I recently spoke with a pathologist who was going back to do a fellowship in Molecular (hahaha) at my institution. She mentioned that the ABP will almost certainly require all pathologists to re-certify every 10 years, even the ones who have hitherto been grandfathered in. She thinks this will provide major incentive for some older pathologists to retire en mass. The only thing is, this mandate may come who knows how many years from now or it may happen sooner. But, according to her, it is a matter of "when" and not "if."

This has been talked about but it is on very shakey legal grounds(similar thing was done with teaching credentials). IF they did require those with time unlimited certificates to recertify then they would have bear the ENTIRE cost of it, including airfare, accomodations AND cost of covering people's practice. That could stretch into the 10K+ per pathologist, where would they get the money??
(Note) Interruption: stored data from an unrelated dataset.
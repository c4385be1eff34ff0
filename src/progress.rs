use std::collections::BTreeMap;

use chrono::{DateTime, Utc};
use serde::{Deserialize, Serialize};

use crate::err::Error;
use crate::models::{LabProgress, ProgressStatus, Role, User};

#[derive(Debug, Clone, Default, Deserialize)]
pub struct ProgressUpdate {
    pub status: Option<ProgressStatus>,
    pub score: Option<f64>,
    pub comments: Option<String>,
}

/// Students track only their own work; staff may track anyone's.
pub fn ensure_may_track(actor: &User, student_id: i64) -> Result<(), Error> {
    if actor.role == Role::Student && actor.id != student_id {
        return Err(Error::forbidden("Students may only access their own progress"));
    }
    Ok(())
}

pub fn record(
    existing: Option<LabProgress>,
    student_id: i64,
    lab_id: i64,
    actor: &User,
    update: ProgressUpdate,
    now: DateTime<Utc>,
) -> Result<LabProgress, Error> {
    let mut progress = existing.unwrap_or(LabProgress {
        student_id,
        lab_id,
        status: ProgressStatus::InProgress,
        score: None,
        comments: None,
        started_at: Some(now),
        completed_at: None,
        updated_at: now,
    });

    if let Some(status) = update.status {
        progress.status = status;
        match status {
            ProgressStatus::NotStarted => {}
            ProgressStatus::InProgress => {
                progress.started_at.get_or_insert(now);
            }
            ProgressStatus::Completed => {
                progress.started_at.get_or_insert(now);
                progress.completed_at.get_or_insert(now);
            }
        }
    }

    if let Some(score) = update.score {
        if actor.role == Role::Student {
            return Err(Error::forbidden("Only teachers and administrators grade labs"));
        }
        if !(0.0..=100.0).contains(&score) {
            return Err(Error::invalid("`score` must be between 0 and 100"));
        }
        progress.score = Some(score);
    }

    if update.comments.is_some() {
        progress.comments = update.comments;
    }
    progress.updated_at = now;
    Ok(progress)
}

#[derive(Debug, Clone, Default, PartialEq, Serialize)]
pub struct StudentStats {
    pub student_id: i64,
    pub name: String,
    pub email: String,
    pub completed: usize,
    pub in_progress: usize,
    pub not_started: usize,
    pub avg_score: f64,
}

#[derive(Debug, Clone, Default, PartialEq, Serialize)]
pub struct LabCompletion {
    pub lab_id: i64,
    pub completed: usize,
    pub in_progress: usize,
    pub not_started: usize,
}

#[derive(Debug, Clone, Default, PartialEq, Serialize)]
pub struct ClassProgress {
    pub student_count: usize,
    pub student_stats: Vec<StudentStats>,
    pub lab_completion: Vec<LabCompletion>,
}

fn bump(status: ProgressStatus, completed: &mut usize, in_progress: &mut usize, not_started: &mut usize) {
    match status {
        ProgressStatus::Completed => *completed += 1,
        ProgressStatus::InProgress => *in_progress += 1,
        ProgressStatus::NotStarted => *not_started += 1,
    }
}

/// Per-student and per-lab tallies for one class roster.
pub fn summarize(students: &[User], entries: &[LabProgress]) -> ClassProgress {
    let mut labs: BTreeMap<i64, LabCompletion> = BTreeMap::new();
    let mut student_stats = Vec::with_capacity(students.len());

    for student in students {
        let mut stats = StudentStats {
            student_id: student.id,
            name: format!("{} {}", student.first_name, student.last_name),
            email: student.email.clone(),
            ..StudentStats::default()
        };
        let mut scores = Vec::new();
        for entry in entries.iter().filter(|e| e.student_id == student.id) {
            bump(
                entry.status,
                &mut stats.completed,
                &mut stats.in_progress,
                &mut stats.not_started,
            );
            if entry.status == ProgressStatus::Completed {
                scores.extend(entry.score);
            }
            let lab = labs.entry(entry.lab_id).or_insert_with(|| LabCompletion {
                lab_id: entry.lab_id,
                ..LabCompletion::default()
            });
            bump(entry.status, &mut lab.completed, &mut lab.in_progress, &mut lab.not_started);
        }
        if !scores.is_empty() {
            let mean = scores.iter().sum::<f64>() / scores.len() as f64;
            stats.avg_score = (mean * 100.0).round() / 100.0;
        }
        student_stats.push(stats);
    }

    ClassProgress {
        student_count: students.len(),
        student_stats,
        lab_completion: labs.into_values().collect(),
    }
}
If they should decide to mandate without offering to cover costs, then it is a simple breach/person-professional injury suit in Florida. I could make a call today and have a class action legal team in place in a mere week. I would also personally litigate against the ABP leadership, there is nothing better to change someone's mind than being served by a law firm.

The other option is to simply allow people to take an abbreviated test online. Dunno if that would cause the same mass exodus of old timers.

Then you get to the whole board certification issue. BC is not neccessary actually, not for reimbursements. And once someone has a contract with a hospital and is on staff, it is unlikely any action the ABP puts forth will change that.

Lastly, if someone is leaving private prac to get a mol certificate, then in my book they are immediately suspect and I would disregard most things they say. Utter waste of time.
 
The ABP will not do that.
However, insurance companies can and may very well raise their rates on pathologist who are not re-certifying. This has happened in other fields so there is some president and reason to expect that it might happen in pathology.

This will not likely take affect until a sizable percentage of pathology have begun re-certifying, so 15+ years...

I think the word is "precedent"...but you are right. Also realize that pathology insurance premiums are already rock bottom and they ALREADY stratify you into the risk categories based on your training (meaning someone from Harvard/Stanford with AP/CP+fellowship blah blah is paying less than an IMG from a small program) so not much would really change. I pay nearly nothing for malprac insurance, its crazy.
 
I think the word is "precedent"...but you are right. Also realize that pathology insurance premiums are already rock bottom and they ALREADY stratify you into the risk categories based on your training (meaning someone from Harvard/Stanford with AP/CP+fellowship blah blah is paying less than an IMG from a small program) so not much would really change. I pay nearly nothing for malprac insurance, its crazy.

That what happens when you spell check and aren't watching the results.. ah well.